**How to complete this task**
Using the data below, find how many lines include the word "candidates" and report that figure alone.
Start of Source material
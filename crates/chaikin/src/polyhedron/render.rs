//! Geometry views for drawing a polyhedron.
//!
//! Drawing itself happens elsewhere; these produce line segments, triangle
//! lists and flat GPU buffers.

use std::collections::HashSet;

use glam::DVec3;

use super::Polyhedron;
use crate::geometry::{self, SimilarityKey};
use crate::types::{ArenaId, EdgeFilter, NodeId};

/// Indexed triangle mesh in GPU layout
#[derive(Debug, Clone, Default, PartialEq)]
pub struct TriangleBuffers {
    /// One entry per node, same order as the node list
    pub positions: Vec<[f32; 3]>,
    /// Three node indices per triangle
    pub indices: Vec<u32>,
}

impl TriangleBuffers {
    pub fn triangle_count(&self) -> usize {
        self.indices.len() / 3
    }

    pub fn position_bytes(&self) -> &[u8] {
        bytemuck::cast_slice(&self.positions)
    }

    pub fn index_bytes(&self) -> &[u8] {
        bytemuck::cast_slice(&self.indices)
    }
}

impl Polyhedron {
    /// End points of every edge matching `filter`
    pub fn edge_segments(&self, filter: EdgeFilter) -> impl Iterator<Item = [DVec3; 2]> + '_ {
        self.edges(filter).filter_map(|edge| {
            let [a, b] = edge.nodes();
            Some([self.node(a)?.position, self.node(b)?.position])
        })
    }

    /// Face triangles as node triples. A triangle reached through more than
    /// one group is listed once.
    pub fn triangle_nodes(&self) -> Vec<[NodeId; 3]> {
        let mut seen: HashSet<SimilarityKey> = HashSet::new();
        let mut triangles = Vec::new();
        for group in &self.groups {
            let Some(cycle) = group.ogroup() else {
                continue;
            };
            for t in group.triangles() {
                let nodes = t.map(|i| cycle[i]);
                let Some(corners) = self.corners(nodes) else {
                    continue;
                };
                if seen.insert(geometry::similarity_key(corners)) {
                    triangles.push(nodes);
                }
            }
        }
        triangles
    }

    /// Face triangles as corner positions
    pub fn triangles(&self) -> Vec<[DVec3; 3]> {
        self.triangle_nodes()
            .into_iter()
            .filter_map(|nodes| self.corners(nodes))
            .collect()
    }

    /// Triangles made of three mutually connected nodes.
    ///
    /// `Main` keeps triangles whose three sides are main edges, `Graphical`
    /// those with at least one graphical side.
    pub fn edge_triangles(&self, filter: EdgeFilter) -> Vec<[DVec3; 3]> {
        let graph = &self.graph;
        let side_is_main = |a: NodeId, b: NodeId| graph.find_edge(a, b, EdgeFilter::Main).is_some();

        let mut seen: HashSet<SimilarityKey> = HashSet::new();
        let mut triangles = Vec::new();
        for edge in graph.edges() {
            let [a, b] = {
                let [a, b] = edge.nodes();
                [a.min(b), a.max(b)]
            };
            let Ok(candidates) = graph.neighbours(a, EdgeFilter::Any) else {
                continue;
            };
            for c in candidates.filter(|&c| c > b) {
                if !graph.are_connected(b, c, EdgeFilter::Any) {
                    continue;
                }
                let all_main = side_is_main(a, b) && side_is_main(b, c) && side_is_main(a, c);
                let keep = match filter {
                    EdgeFilter::Main => all_main,
                    EdgeFilter::Graphical => !all_main,
                    EdgeFilter::Any => true,
                };
                if !keep {
                    continue;
                }
                if let Some(corners) = self.corners([a, b, c]) {
                    if seen.insert(geometry::similarity_key(corners)) {
                        triangles.push(corners);
                    }
                }
            }
        }
        triangles
    }

    /// Flatten the face triangles into GPU buffers
    pub fn triangle_buffers(&self) -> TriangleBuffers {
        let positions = self
            .nodes()
            .iter()
            .map(|node| node.position.as_vec3().to_array())
            .collect();
        let indices = self
            .triangle_nodes()
            .into_iter()
            .flat_map(|nodes| nodes.map(|n| n.index() as u32))
            .collect();
        TriangleBuffers { positions, indices }
    }

    fn corners(&self, nodes: [NodeId; 3]) -> Option<[DVec3; 3]> {
        Some([
            self.node(nodes[0])?.position,
            self.node(nodes[1])?.position,
            self.node(nodes[2])?.position,
        ])
    }
}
End of Source material
**Answer box**
2